Disclaimers: The sample size is pretty small, and the study isn’ t as long as I’d prefer it to be (I think 5 year outcomes are more meaningful than two year outcomes). Nonetheless, the results are striking – and pretty much exactly what Health at Every Size advocates would have predicted.
The UC Davis study was developed to scientifically examine the effectiveness of the Health at Every Size approach compared with traditional dieting. The study started off with 78 female participants ranging in age from 30 to 45 years old. Half were assigned to a dieting group and half to a non-dieting Health at Every Size group.
Members of the dieting group were told to moderately restrict their food consumption, maintain food diaries and monitor their weight. They were provided with information on the benefits of exercise, on behavioral strategies for successful dieting, and on how to count calories and fat content, read food labels and shop for appropriate foods.
Participants in the non-dieting group were instructed to let go of restrictive eating habits associated with dieting. Instead they were counseled to pay close attention to internal body cues indicating when they were truly hungry or full, and to how the food made them feel. They also received standard nutritional information to help them choose healthful foods, and participated in a support group designed to help them better understand how culture influences the experience of obese people and to become more accepting of their larger bodies. In addition, they were encouraged to identify and deal with barriers, including negative self-image, which might get in the way of enjoying physical activity. […]
Almost all (92 percent) of the non-dieting group stayed in the study throughout the treatment period, while almost half (42 percent) of the dieters dropped out before finishing treatments. This reinforces another message of the research — that in the long run, people are much more likely to stick with a non-diet than a diet.
When the researchers tallied the results from the participants who completed the study, they found that:
- The non-dieters maintained their same weight throughout the study. The dieting group lost 5.2 percent of their initial weight by the end of the 24-week treatment period, but regained almost all of it by the end of the two-year study.
- The non-dieters showed an initial increase in their total cholesterol levels, but this significantly decreased by the end of the study, as did their levels of LDL cholesterol or “bad” cholesterol. The dieters showed no significant change in total or LDL cholesterol levels at any time.

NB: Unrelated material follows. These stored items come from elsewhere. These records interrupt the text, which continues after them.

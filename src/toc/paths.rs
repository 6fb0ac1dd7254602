use anyhow::Result;
use std::env;
use std::path::PathBuf;

#[derive(Debug, Clone)]
pub struct TocPaths {
    pub toc_home: PathBuf,
    pub cache_dir: PathBuf,
    pub logs_dir: PathBuf,
}

fn required_home_dir() -> Result<PathBuf> {
    if let Some(home) = dirs::home_dir() {
        return Ok(home);
    }
    Err(anyhow::anyhow!("HOME directory could not be resolved"))
}

fn env_path(var: &str) -> Option<PathBuf> {
    match env::var(var) {
        Ok(v) if !v.trim().is_empty() => Some(PathBuf::from(v.trim())),
        _ => None,
    }
}

fn env_or_default_path(var: &str, fallback: PathBuf) -> PathBuf {
    env_path(var).unwrap_or(fallback)
}

pub fn resolve_paths() -> Result<TocPaths> {
    let toc_home = match env_path("TOC_HOME") {
        Some(path) => path,
        None => required_home_dir()?.join(".toc-history"),
    };

    let cache_dir = env_or_default_path("TOC_CACHE_DIR", toc_home.join("cache"));
    let logs_dir = env_or_default_path("TOC_LOGS_DIR", toc_home.join("logs"));

    Ok(TocPaths {
        toc_home,
        cache_dir,
        logs_dir,
    })
}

- Both groups significantly lowered their systolic blood pressure during the first 52 weeks of the study. By the end of the study at 104 weeks, however, the non-dieters had sustained this improvement, while the diet group had not.
- By the end of the two-year study, the non-dieters had almost quadrupled their moderate physical activity. The dieting group had a significant increase in physical activity right after the treatment period ended but had slipped back to their initial levels by the end of the study.
- The non-dieters demonstrated significant improvements in self-esteem and depression at the end the study, while the diet group demonstrated a worsening in self-esteem. The dieters’ depression levels initially improved but then returned to baseline.
In summary, while the non-dieters did not lose weight, they succeeded in improving their overall health, as measured by cholesterol levels, blood pressure, physical activity and self-esteem. The dieters, on the other hand, were not able to sustain any of the short-term improvements they experienced and worsened in terms of their self-esteem.
My guess is that this study won’t get much play in the media, but hopefully it’ll lead to future clinical trials of this sort.